Plaintiff Val Y. Vogt, M.D., a urogynecologist, entered into an employment agreement with UT Medical Group, Inc. (UTMG), a not-for-profit organization in which faculty members of the University of Tennessee Medical School practice medicine privately.

The agreement included a noncompete provision that restricted Vogt from practicing within a 150-mile radius of Shelby County, Tennessee for one year. The provision also provided a "buy-out" provision that would allow Vogt to practice in the restricted area.

Vogt eventually informed UTMG’s chief medical officer that she planned to resign her position on March 12, 2004. In a subsequent follow-up email, Vogt indicated that she planned “to engage in the practice of medicine locally” and wished to discuss the buy-out option.

When the parties failed to reach an agreement on the buy-out amount, UTMG sued Vogt claiming she had committed an anticipatory breach of the agreement and seeking declaratory and injunctive relief.

Several physicians who were going to practice with Vogt intervened in the action, alleging UTMG unlawfully restrained trade and unlawfully interfered with the medical treatment of their patients, among other things.
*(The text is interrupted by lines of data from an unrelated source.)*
//! HTTP response handling.
//!
//! [`Response`] provides access to status, headers, and body with JSON/text
//! deserialization.

use std::collections::HashMap;

use bytes::Bytes;

/// HTTP response with status, headers, and body.
#[derive(Debug, Clone)]
pub struct Response<B = Bytes> {
    status: u16,
    headers: HashMap<String, String>,
    body: B,
}

impl<B> Response<B> {
    /// Creates a new response.
    #[must_use]
    pub fn new(status: u16, headers: HashMap<String, String>, body: B) -> Self {
        Self {
            status,
            headers,
            body,
        }
    }

    /// HTTP status code.
    #[must_use]
    pub const fn status(&self) -> u16 {
        self.status
    }

    /// Response headers.
    #[must_use]
    pub fn headers(&self) -> &HashMap<String, String> {
        &self.headers
    }

    /// Single header value by name.
    #[must_use]
    pub fn header(&self, name: &str) -> Option<&str> {
        self.headers.get(name).map(String::as_str)
    }

    /// Response body.
    #[must_use]
    pub const fn body(&self) -> &B {
        &self.body
    }

    /// Consume into body.
    #[must_use]
    pub fn into_body(self) -> B {
        self.body
    }

    /// Consume into (status, headers, body).
    #[must_use]
    pub fn into_parts(self) -> (u16, HashMap<String, String>, B) {
        (self.status, self.headers, self.body)
    }

    /// Status is 2xx.
    #[must_use]
    pub const fn is_success(&self) -> bool {
        self.status >= 200 && self.status < 300
    }

    /// Status is 4xx.
    #[must_use]
    pub const fn is_client_error(&self) -> bool {
        self.status >= 400 && self.status < 500
    }

    /// Status is 5xx.
    #[must_use]
    pub const fn is_server_error(&self) -> bool {
        self.status >= 500 && self.status < 600
    }
}

impl Response<Bytes> {
    /// Deserialize the response body as JSON.
    ///
    /// # Errors
    ///
    /// Returns an error if deserialization fails.
    pub fn json<T: serde::de::DeserializeOwned>(self) -> crate::Result<T> {
        crate::from_json(&self.body)
    }

    /// Get the response body as text.
    ///
    /// # Errors
    ///
    /// Returns an error if the body is not valid UTF-8.
    pub fn text(self) -> Result<String, std::string::FromUtf8Error> {
        String::from_utf8(self.body.to_vec())
    }
}

#[cfg(test)]
mod tests {
    use super::*;

    #[test]
    fn response_basic() {
        let mut headers = HashMap::new();
        headers.insert("Content-Type".to_string(), "application/json".to_string());

        let response = Response::new(200, headers, Bytes::from(r#"{"id":1}"#));

        assert_eq!(response.status(), 200);
        assert_eq!(response.header("Content-Type"), Some("application/json"));
        assert!(response.is_success());
        assert!(!response.is_client_error());
    }

    #[test]
    fn response_status_classes() {
        let response = Response::new(404, HashMap::new(), Bytes::new());
        assert!(response.is_client_error());

        let response = Response::new(503, HashMap::new(), Bytes::new());
        assert!(response.is_server_error());
    }

    #[test]
    fn response_json() {
        #[derive(Debug, PartialEq, serde::Deserialize)]
        struct Order {
            id: u64,
        }

        let response = Response::new(200, HashMap::new(), Bytes::from(r#"{"id":7}"#));
        let order: Order = response.json().expect("deserialize");
        assert_eq!(order, Order { id: 7 });
    }

    #[test]
    fn response_text() {
        let response = Response::new(200, HashMap::new(), Bytes::from("pong"));
        assert_eq!(response.text().expect("text"), "pong");
    }
}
The intervenors eventually settled with UTMG, which prevented them from practicing with Vogt until March 12, 2005.

Vogt, who consistently had sought to exercise the buy-out option, then informed the court that she was not going to practice medicine in Shelby County and instead had found employment far outside the restricted area in Indianapolis, Indiana.

The trial court dismissed UTMG’s suit, finding it failed to present a continuing controversy. The appeals court reversed, holding the trial court should have allowed UTMG more time for discovery.

The Tennessee Supreme Court reversed, holding Vogt did not commit an anticipatory repudiation of the agreement and therefore no justiciable controversy was ever before the trial court.

UTMG based its anticipatory repudiation claim on Vogt’s email correspondence indicating she planned to practice medicine locally and evidence that she had leased office space.
The high court found neither of these pieces of evidence demonstrated an anticipatory contract breach.

In the email, as well as throughout subsequent dealings, Vogt indicated her desire to exercise the buy-out option, as specifically allowed under the contract, the high court noted.
According to the high court, the lease only showed that Vogt was considering practicing medicine in the restricted area and must also be considered in light of her ongoing intentions to pursue the buy-out option.

Because Vogt did not commit an anticipatory breach, UTMG failed to present a justiciable controversy.

UT Med. Group, Inc. v. Vogt, No. W2005-00256-SC-R11-CV (Tenn. Aug. 20, 2007).